More than 280,000 people have taken part over the first three editions of the Wings for Life World Run, raising 13.8 million euros and covering more than 2.8 million kilometres. But what is it that has inspired so many people, and will draw them to compete again on May 7 at 11:00am UTC? We decided to find out by setting up a poll.
For many people, running the race is about helping in the search for a cure for spinal cord injury, and for others it’s just because they love being out there on the road, or need to burn off some extra calories before it’s time to hit the beach.
But the biggest motivating factor is breaking through a personal barrier, with almost half the respondents in a recent poll saying they were in it to see how far they can push themselves.
In total, our poll found that 21.6 percent of participants were in the race primarily to raise money or awareness for spinal cord injury.

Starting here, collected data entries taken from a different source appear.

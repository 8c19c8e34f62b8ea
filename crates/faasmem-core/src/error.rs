//! Error types for faasmem

use crate::runtime::RuntimeError;
use thiserror::Error;

/// Coarse classification of an [`Error`], used by front ends to pick a status.
#[derive(Debug, Clone, Copy, PartialEq, Eq)]
pub enum ErrorKind {
    /// Key namespace or registry capacity exhausted; the client may retry later.
    Exhaustion,
    /// A remote create/update/delete/ping/invoke call failed.
    Provisioning,
    /// Unknown object name or key.
    NotFound,
    /// The object name is already taken.
    Conflict,
    /// A programming invariant was violated.
    InconsistentState,
    /// Bad configuration or request values.
    InvalidInput,
}

#[derive(Error, Debug)]
pub enum Error {
    #[error("key namespace exhausted: {0}")]
    Exhausted(String),

    #[error("cannot find object named `{0}`")]
    NotFound(String),

    #[error("object `{0}` already exists")]
    AlreadyExists(String),

    #[error("{op} of action `{action}` failed: {source}")]
    Provisioning {
        action: String,
        op: &'static str,
        #[source]
        source: RuntimeError,
    },

    #[error("invoking `{op}` on action `{action}` failed: {source}")]
    Invoke {
        action: String,
        op: &'static str,
        #[source]
        source: RuntimeError,
    },

    #[error("ping of action `{action}` timed out after {secs}s")]
    PingTimeout { action: String, secs: u64 },

    #[error("action `{action}` answered ping with unexpected payload: {payload}")]
    Unpong { action: String, payload: String },

    #[error("action `{action}` is {state}, expected {expected}")]
    ActionState {
        action: String,
        state: &'static str,
        expected: &'static str,
    },

    #[error("inconsistent state: {0}")]
    InconsistentState(String),

    #[error("idle action pool is shut down")]
    PoolClosed,

    #[error("invalid configuration: {0}")]
    Config(String),

    #[error("invalid request: {0}")]
    InvalidRequest(String),
}

impl Error {
    /// Classify this error.
    pub fn kind(&self) -> ErrorKind {
        match self {
            Error::Exhausted(_) | Error::PoolClosed => ErrorKind::Exhaustion,
            Error::NotFound(_) => ErrorKind::NotFound,
            Error::AlreadyExists(_) => ErrorKind::Conflict,
            Error::Provisioning { .. }
            | Error::Invoke { .. }
            | Error::PingTimeout { .. }
            | Error::Unpong { .. } => ErrorKind::Provisioning,
            Error::ActionState { .. } | Error::InconsistentState(_) => {
                ErrorKind::InconsistentState
            }
            Error::Config(_) | Error::InvalidRequest(_) => ErrorKind::InvalidInput,
        }
    }
}

pub type Result<T> = std::result::Result<T, Error>;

Another 25.2 percent were in it because running is what they love most.
A whopping 46.6 percent said they wanted to push themselves to the limit of what they could achieve, while for the remaining 6.6 percent, signing up was a response to being personally affected by spinal cord injury.
Running to see how far you can push yourself fits the format of the Wings for Life World Run. The race gives everyone a 30-minute start before a Catcher Car sets off and gradually increases speed. Each runner’s race ends when they are caught, and in the case of serious ultrarunners like 2016 global champion Giorgio Calcaterra, that can be more than 80 kilometres down the road. And even for amateurs, the unique format of the race regularly sees people smash through their own personal barriers.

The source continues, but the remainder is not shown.